When we were ready to adopt for a second time, after we had finished all of our qualifications and paperwork, we found ourselves thinking that we were pregnant. My wife was late on having her period– about two weeks late. We burned through a pile of home pregnancy tests, and even though they were coming up negative, the fact that she’s never more than a couple of days late. You get the picture. It was kind of confusing. We were excited about adopting again, and getting pregnant was almost like telling us that we couldn’t adopt again, even though having our own naturally born children was what we had always wanted before.
It took a few more days to come to terms with the thought before we were able to be excited about it. And we did. We were excited about it. It was a whole different way of thinking: having our own kids, what a novel idea! But then her period showed up after a few more days. We had just started to get used to the thought of having our own child, and we were once again really excited about it. Then we were back to where we were a few weeks earlier, hoping to get chosen for adoption.

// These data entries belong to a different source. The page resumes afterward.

//! Chart and total reports over the whole timesheet.

use anyhow::{Context, Result};
use chrono::NaiveDateTime;
use punch_core::report::{
    Chart, History, ReportError, daily_chart, hourly_chart, recent_history_chart, total_hours,
    weekly_chart,
};
use punch_core::Workday;
use punch_db::EventLog;

use crate::Config;

/// Which chart to draw.
#[derive(Debug, Clone, Copy, PartialEq, Eq)]
pub enum Report {
    Hourly,
    Daily,
    Weekly,
    History,
}

const NO_DATA: &str = "No data available";

/// Builds the requested chart from the whole-log history.
pub fn build_chart(
    report: Report,
    history: &History,
    config: &Config,
    workday: &Workday,
    now: NaiveDateTime,
) -> Result<Chart, ReportError> {
    match report {
        Report::Hourly => hourly_chart(history, workday),
        Report::Daily => daily_chart(history, now, workday),
        Report::Weekly => weekly_chart(history, now, config.weekly_history_days, workday),
        Report::History => recent_history_chart(history, now, config.daily_history_days, workday),
    }
}

/// Renders `report` as text, or the no-data notice.
pub fn render(
    log: &dyn EventLog,
    report: Report,
    config: &Config,
    workday: &Workday,
    now: NaiveDateTime,
) -> Result<String> {
    let events = log.read_all().context("failed to read timesheet")?;

    let history = match History::build(&events, now, workday) {
        Ok(history) => history,
        Err(ReportError::NoData) => return Ok(NO_DATA.to_string()),
        Err(e) => return Err(e.into()),
    };
    let chart = match build_chart(report, &history, config, workday, now) {
        Ok(chart) => chart,
        Err(ReportError::NoData) => return Ok(NO_DATA.to_string()),
        Err(e) => return Err(e.into()),
    };

    let rows = chart
        .render(config.chart_width, config.chart_height)
        .context("failed to render chart")?;
    Ok(rows.join("\n"))
}

pub fn run(
    log: &dyn EventLog,
    report: Report,
    config: &Config,
    workday: &Workday,
    now: NaiveDateTime,
) -> Result<()> {
    println!("{}", render(log, report, config, workday, now)?);
    Ok(())
}

/// Prints the rounded number of hours worked in `year`.
pub fn run_total(
    log: &dyn EventLog,
    year: i32,
    workday: &Workday,
    now: NaiveDateTime,
) -> Result<()> {
    let events = log.read_all().context("failed to read timesheet")?;
    match History::build(&events, now, workday) {
        Ok(history) => println!("{}h", total_hours(&history, year)),
        Err(ReportError::NoData) => println!("{NO_DATA}"),
        Err(e) => return Err(e.into()),
    }
    Ok(())
}
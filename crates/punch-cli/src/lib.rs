//! Punch clock CLI library.
//!
//! This crate provides the CLI interface for the punch time tracker.

mod cli;
pub mod commands;
mod config;

pub use cli::{Cli, Commands};
pub use config::Config;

It’s something that I wouldn’t have assumed had we never gone through it. I would have thought that no matter how the baby came, we would immediately latch onto the idea. My wife and I are fluent in both frames of mind, but being surrounded by only one possibility for a little while made the switch a little slow to change… both ways. We ended up adopting again, and we have no doubt that was what God had in mind for us. What a blessing.